● Work instruction
Write out the data that follows. Keep every character unchanged.

Stored data entries:

//! End-to-end scenarios over the full translate pipeline (no downstream
//! compiler invocation — these exercise transpile + emit only).

use bifc::config::TranspilerConfig;
use bifc::{translate_source, translate_to_cpp};

#[test]
fn division_promotes_integer_literals() {
    let config = TranspilerConfig::default();
    let result = translate_source("x = 10\ny = 5\nprint(x / y)\n", &config).unwrap();
    assert!(result.body.contains(&"auto x = 10;".to_string()));
    assert!(result.body.contains(&"auto y = 5;".to_string()));
    assert!(result
        .body
        .contains(&"std::cout << x / y << std::endl;".to_string()));
}

#[test]
fn if_else_emits_matching_braces() {
    let config = TranspilerConfig::default();
    let source = "n = 3\nif n > 0:\n    print(n)\nelse:\n    print(0)\n";
    let result = translate_source(source, &config).unwrap();
    assert_eq!(
        result.body,
        vec![
            "auto n = 3;".to_string(),
            "if (n > 0) {".to_string(),
            "std::cout << n << std::endl;".to_string(),
            "}".to_string(),
            "else {".to_string(),
            "std::cout << 0 << std::endl;".to_string(),
            "}".to_string(),
        ]
    );
}

#[test]
fn while_loop_declares_once_then_reassigns() {
    let config = TranspilerConfig::default();
    let source = "i = 10\nwhile i > 0:\n    print(i)\n    i = i - 1\n";
    let result = translate_source(source, &config).unwrap();
    assert_eq!(result.body[0], "auto i = 10;");
    assert!(result.body.contains(&"i = i - 1;".to_string()));
    assert_eq!(result.body.iter().filter(|l| l.as_str() == "}").count(), 1);
}

#[test]
fn logic_functions_rewrite_to_boolean_operators() {
    let config = TranspilerConfig::default();
    let source = "flag = and(True, not(False))\nprint(flag)\n";
    let result = translate_source(source, &config).unwrap();
    assert_eq!(result.body[0], "auto flag = ((true) && ((!(false))));");
}

#[test]
fn module_import_rendered_with_header_and_using_decl() {
    let config = TranspilerConfig::default();
    let source = "import BIFMath\nprint(BIFMath.sqrt(9))\n";
    let cpp = translate_to_cpp(source, &config).unwrap();
    assert!(cpp.contains("#include \"libs/BIFMath/BIFMath.h\""));
    assert!(cpp.contains("using bif::math::BIFMath;"));
    assert!(cpp.contains("std::cout << BIFMath::sqrt(9.0) << std::endl;"));
}

#[test]
fn tab_character_is_a_lexical_error() {
    let config = TranspilerConfig::default();
    let err = translate_source("x = 1\n\tprint(x)\n", &config).unwrap_err();
    assert_eq!(err.to_string(), "Line 2: Tabs are not allowed. Use 4 spaces.");
}

#[test]
fn expression_without_division_is_numerically_unchanged() {
    let config = TranspilerConfig::default();
    let result = translate_source("print(1 + 2)\n", &config).unwrap();
    assert_eq!(result.body, vec!["std::cout << 1 + 2 << std::endl;".to_string()]);
}

#[test]
fn imports_appear_once_in_first_seen_order() {
    let config = TranspilerConfig::default();
    let source = "import BIFMath\nimport BIFitertools\nimport BIFMath\nprint(1)\n";
    let result = translate_source(source, &config).unwrap();
    assert_eq!(result.imports, vec!["BIFMath".to_string(), "BIFitertools".to_string()]);
}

● Answer space
//! End-to-end scenarios over the full translate pipeline (no downstream
//! compiler invocation — these exercise transpile + emit only).

use bifc::config::TranspilerConfig;
use bifc::{translate_source, translate_to_cpp};

#[test]
fn division_promotes_integer_literals() {
    let config = TranspilerConfig::default();
    let result = translate_source("x = 10\ny = 5\nprint(x / y)\n", &config).unwrap();
    assert!(result.body.contains(&"auto x = 10;".to_string()));
    assert!(result.body.contains(&"auto y = 5;".to_string()));
    assert!(result
        .body
        .contains(&"std::cout << x / y << std::endl;".to_string()));
}

#[test]
fn if_else_emits_matching_braces() {
    let config = TranspilerConfig::default();
    let source = "n = 3\nif n > 0:\n    print(n)\nelse:\n    print(0)\n";
    let result = translate_source(source, &config).unwrap();
    assert_eq!(
        result.body,
        vec![
            "auto n = 3;".to_string(),
            "if (n > 0) {".to_string(),
            "std::cout << n << std::endl;".to_string(),
            "}".to_string(),
            "else {".to_string(),
            "std::cout << 0 << std::endl;".to_string(),
            "}".to_string(),
        ]
    );
}

#[test]
fn while_loop_declares_once_then_reassigns() {
    let config = TranspilerConfig::default();
    let source = "i = 10\nwhile i > 0:\n    print(i)\n    i = i - 1\n";
    let result = translate_source(source, &config).unwrap();
    assert_eq!(result.body[0], "auto i = 10;");
    assert!(result.body.contains(&"i = i - 1;".to_string()));
    assert_eq!(result.body.iter().filter(|l| l.as_str() == "}").count(), 1);
}

#[test]
fn logic_functions_rewrite_to_boolean_operators() {
    let config = TranspilerConfig::default();
    let source = "flag = and(True, not(False))\nprint(flag)\n";
    let result = translate_source(source, &config).unwrap();
    assert_eq!(result.body[0], "auto flag = ((true) && ((!(false))));");
}

#[test]
fn module_import_rendered_with_header_and_using_decl() {
    let config = TranspilerConfig::default();
    let source = "import BIFMath\nprint(BIFMath.sqrt(9))\n";
    let cpp = translate_to_cpp(source, &config).unwrap();
    assert!(cpp.contains("#include \"libs/BIFMath/BIFMath.h\""));
    assert!(cpp.contains("using bif::math::BIFMath;"));
    assert!(cpp.contains("std::cout << BIFMath::sqrt(9.0) << std::endl;"));
}

#[test]
fn tab_character_is_a_lexical_error() {
    let config = TranspilerConfig::default();
    let err = translate_source("x = 1\n\tprint(x)\n", &config).unwrap_err();
    assert_eq!(err.to_string(), "Line 2: Tabs are not allowed. Use 4 spaces.");
}

#[test]
fn expression_without_division_is_numerically_unchanged() {
    let config = TranspilerConfig::default();
    let result = translate_source("print(1 + 2)\n", &config).unwrap();
    assert_eq!(result.body, vec!["std::cout << 1 + 2 << std::endl;".to_string()]);
}

#[test]
fn imports_appear_once_in_first_seen_order() {
    let config = TranspilerConfig::default();
    let source = "import BIFMath\nimport BIFitertools\nimport BIFMath\nprint(1)\n";
    let result = translate_source(source, &config).unwrap();
    assert_eq!(result.imports, vec!["BIFMath".to_string(), "BIFitertools".to_string()]);
}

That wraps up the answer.